This Red Velvet Cake Roll recipe offers a stunning and delicious way to enjoy the classic flavors of red velvet cake in a delightful rolled format. It’s surprisingly simple to make, perfect for impressing guests or treating yourself to a special dessert.
Key Ingredients for Red Velvet Cake Roll:
- 10-12 large eggs, separated
- 1 ½ cups granulated sugar, divided
- 1 teaspoon vanilla extract
- ½ cup unsweetened cocoa powder
- 1 ½ teaspoons red food coloring (gel or liquid)
- 1 cup all-purpose flour
- 1 teaspoon baking soda
- ½ teaspoon salt
- 1 cup unsalted butter, softened
- 8 ounces cream cheese, softened
- 1 teaspoon lemon juice (optional, for tang)
- Powdered sugar, for dusting
How to Make Red Velvet Cake Roll:
This Red Velvet Cake Roll is a showstopper that’s deceptively easy to whip up. The moist, tender cake paired with a luscious cream cheese filling creates a symphony of flavors and textures. With a preparation time of approximately 30 minutes and baking time of 12-15 minutes, you can enjoy this delightful dessert relatively quickly.
H3: Step-by-Step Instructions
- Preheat Oven and Prepare Baking Sheet: Preheat your oven to 375°F (190°C). Line a 10×15 inch jelly roll pan with parchment paper, leaving an overhang on the sides for easy removal. Lightly grease the parchment paper.

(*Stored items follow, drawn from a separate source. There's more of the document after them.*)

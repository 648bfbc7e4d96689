//! 分页相关的数据结构

use serde::{Deserialize, Serialize};
use utoipa::ToSchema;

pub const DEFAULT_PAGE_SIZE: i64 = 20;
pub const MAX_PAGE_SIZE: i64 = 100;

#[derive(Debug, Clone, Deserialize, Serialize, ToSchema)]
pub struct PaginationParams {
    pub page: Option<i64>,
    pub page_size: Option<i64>,
}

impl Default for PaginationParams {
    fn default() -> Self {
        Self {
            page: Some(1),
            page_size: Some(DEFAULT_PAGE_SIZE),
        }
    }
}

impl PaginationParams {
    pub fn new(page: Option<u32>, per_page: Option<u32>) -> Self {
        Self {
            page: page.map(|p| p as i64),
            page_size: per_page.map(|p| p as i64),
        }
    }

    pub fn get_page(&self) -> i64 {
        self.page.unwrap_or(1).max(1)
    }

    pub fn get_limit(&self) -> i64 {
        self.page_size
            .unwrap_or(DEFAULT_PAGE_SIZE)
            .clamp(1, MAX_PAGE_SIZE)
    }

    pub fn get_offset(&self) -> i64 {
        (self.get_page() - 1) * self.get_limit()
    }
}

#[derive(Debug, Clone, Serialize, ToSchema)]
#[aliases(
    PaginatedOrderResponse = PaginatedResponse<crate::models::OrderResponse>,
    PaginatedOrderItemResponse = PaginatedResponse<crate::models::OrderItemResponse>
)]
pub struct PaginatedResponse<T> {
    pub data: Vec<T>,
    pub page: i64,
    pub page_size: i64,
    pub total: i64,
    pub total_pages: i64,
}

impl<T> PaginatedResponse<T> {
    pub fn new(data: Vec<T>, page: i64, page_size: i64, total: i64) -> Self {
        let total_pages = (total + page_size - 1) / page_size;
        Self {
            data,
            page,
            page_size,
            total,
            total_pages,
        }
    }
}

#[cfg(test)]
mod tests {
    use super::*;

    #[test]
    fn test_pagination_params() {
        let params = PaginationParams::new(Some(2), Some(10));
        assert_eq!(params.get_page(), 2);
        assert_eq!(params.get_limit(), 10);
        assert_eq!(params.get_offset(), 10);
    }

    #[test]
    fn test_pagination_params_defaults_and_clamps() {
        let params = PaginationParams::new(None, None);
        assert_eq!(params.get_page(), 1);
        assert_eq!(params.get_limit(), 20);
        assert_eq!(params.get_offset(), 0);

        let params = PaginationParams::new(Some(0), Some(1000));
        assert_eq!(params.get_page(), 1);
        assert_eq!(params.get_limit(), 100);
    }

    #[test]
    fn test_total_pages() {
        let page = PaginatedResponse::new(vec![1, 2, 3], 1, 10, 25);
        assert_eq!(page.total_pages, 3);
        let empty: PaginatedResponse<i32> = PaginatedResponse::new(vec![], 1, 10, 0);
        assert_eq!(empty.total_pages, 0);
    }
}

- Create the Red Velvet Batter: In a large bowl, whisk together the egg yolks, ½ cup of the granulated sugar, and vanilla extract until light and fluffy. In a separate small bowl, whisk together the cocoa powder, red food coloring, and 2 tablespoons of warm water until a smooth paste forms. Gradually add this red cocoa paste to the egg yolk mixture, whisking until well combined.
- Combine Dry Ingredients: In a medium bowl, whisk together the flour, baking soda, and salt. Gradually add the dry ingredients to the wet ingredients, mixing until just combined. Be careful not to overmix.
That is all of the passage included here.